Collection entries

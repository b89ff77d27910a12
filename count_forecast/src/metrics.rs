//! Metrics for evaluating forecast accuracy against ground truth

use crate::error::{ForecastError, Result};
use serde::Serialize;

/// One scored validation year
#[derive(Debug, Clone, Copy, PartialEq, Serialize)]
pub struct ForecastRecord {
    /// Year scored
    pub period: i32,
    /// Forecast value
    pub predicted: f64,
    /// Ground-truth value
    pub actual: f64,
    /// `predicted - actual`
    pub difference: f64,
    /// `|predicted - actual|`
    pub absolute_difference: f64,
    /// `|predicted - actual| / |actual| * 100`
    pub percentage_error: f64,
}

/// Aggregate accuracy of one forecast
#[derive(Debug, Clone, Copy, PartialEq, Serialize)]
pub struct ForecastAccuracy {
    /// Mean Absolute Error
    pub mae: f64,
    /// Root Mean Squared Error
    pub rmse: f64,
    /// Mean Absolute Percentage Error
    pub mape: f64,
    /// Symmetric Mean Absolute Percentage Error
    pub smape: f64,
}

impl std::fmt::Display for ForecastAccuracy {
    fn fmt(&self, f: &mut std::fmt::Formatter<'_>) -> std::fmt::Result {
        writeln!(f, "Forecast Accuracy Metrics:")?;
        writeln!(f, "  MAE:   {:.4}", self.mae)?;
        writeln!(f, "  RMSE:  {:.4}", self.rmse)?;
        writeln!(f, "  MAPE:  {:.4}%", self.mape)?;
        writeln!(f, "  SMAPE: {:.4}%", self.smape)?;
        Ok(())
    }
}

/// Validation score of one model
#[derive(Debug, Clone, PartialEq, Serialize)]
pub struct ModelScore {
    /// Registered name of the model
    pub model_name: String,
    /// Arithmetic mean of the record percentage errors
    pub mean_percentage_error: f64,
    /// Scored years in order
    pub records: Vec<ForecastRecord>,
    /// Supplementary aggregate metrics
    pub accuracy: ForecastAccuracy,
}

/// Percentage-error scoring of aligned forecasts
#[derive(Debug, Clone, Copy, Default)]
pub struct AccuracyScorer;

impl AccuracyScorer {
    /// Create a scorer
    pub fn new() -> Self {
        Self
    }

    /// Score `predicted` against `actual`, position by position.
    ///
    /// Fails on empty input, unequal lengths or any zero actual value.
    pub fn score_values(&self, predicted: &[f64], actual: &[f64]) -> Result<ForecastAccuracy> {
        if predicted.is_empty() {
            return Err(ForecastError::ScoreError(
                "Cannot score an empty forecast".to_string(),
            ));
        }
        if predicted.len() != actual.len() {
            return Err(ForecastError::ScoreError(format!(
                "Forecast length ({}) doesn't match actual length ({})",
                predicted.len(),
                actual.len()
            )));
        }
        if let Some(i) = actual.iter().position(|a| *a == 0.0) {
            return Err(ForecastError::ScoreError(format!(
                "Percentage error is undefined for a zero actual value at position {}",
                i
            )));
        }

        let n = predicted.len() as f64;
        let errors: Vec<f64> = predicted.iter().zip(actual).map(|(p, a)| p - a).collect();

        let mae = errors.iter().map(|e| e.abs()).sum::<f64>() / n;
        let rmse = (errors.iter().map(|e| e * e).sum::<f64>() / n).sqrt();
        let mape = errors
            .iter()
            .zip(actual)
            .map(|(e, a)| e.abs() / a.abs() * 100.0)
            .sum::<f64>()
            / n;
        let smape = predicted
            .iter()
            .zip(actual)
            .map(|(p, a)| {
                let denom = p.abs() + a.abs();
                if denom == 0.0 {
                    0.0
                } else {
                    200.0 * (p - a).abs() / denom
                }
            })
            .sum::<f64>()
            / n;

        Ok(ForecastAccuracy {
            mae,
            rmse,
            mape,
            smape,
        })
    }

    /// Score a model's forecast for `periods` against `actual`
    pub fn score(
        &self,
        model_name: &str,
        periods: &[i32],
        predicted: &[f64],
        actual: &[f64],
    ) -> Result<ModelScore> {
        let accuracy = self.score_values(predicted, actual)?;
        if periods.len() != predicted.len() {
            return Err(ForecastError::ScoreError(format!(
                "{} periods supplied for {} forecast values",
                periods.len(),
                predicted.len()
            )));
        }

        let records: Vec<ForecastRecord> = periods
            .iter()
            .zip(predicted.iter().zip(actual))
            .map(|(&period, (&p, &a))| ForecastRecord {
                period,
                predicted: p,
                actual: a,
                difference: p - a,
                absolute_difference: (p - a).abs(),
                percentage_error: (p - a).abs() / a.abs() * 100.0,
            })
            .collect();

        let mean_percentage_error =
            records.iter().map(|r| r.percentage_error).sum::<f64>() / records.len() as f64;

        Ok(ModelScore {
            model_name: model_name.to_string(),
            mean_percentage_error,
            records,
            accuracy,
        })
    }
}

#### [TASK GOAL]
For each line of the entries that contains the word "AccuracyScorer", make a copy.

#### [EXERCISE ANSWER]
pub struct AccuracyScorer;
impl AccuracyScorer {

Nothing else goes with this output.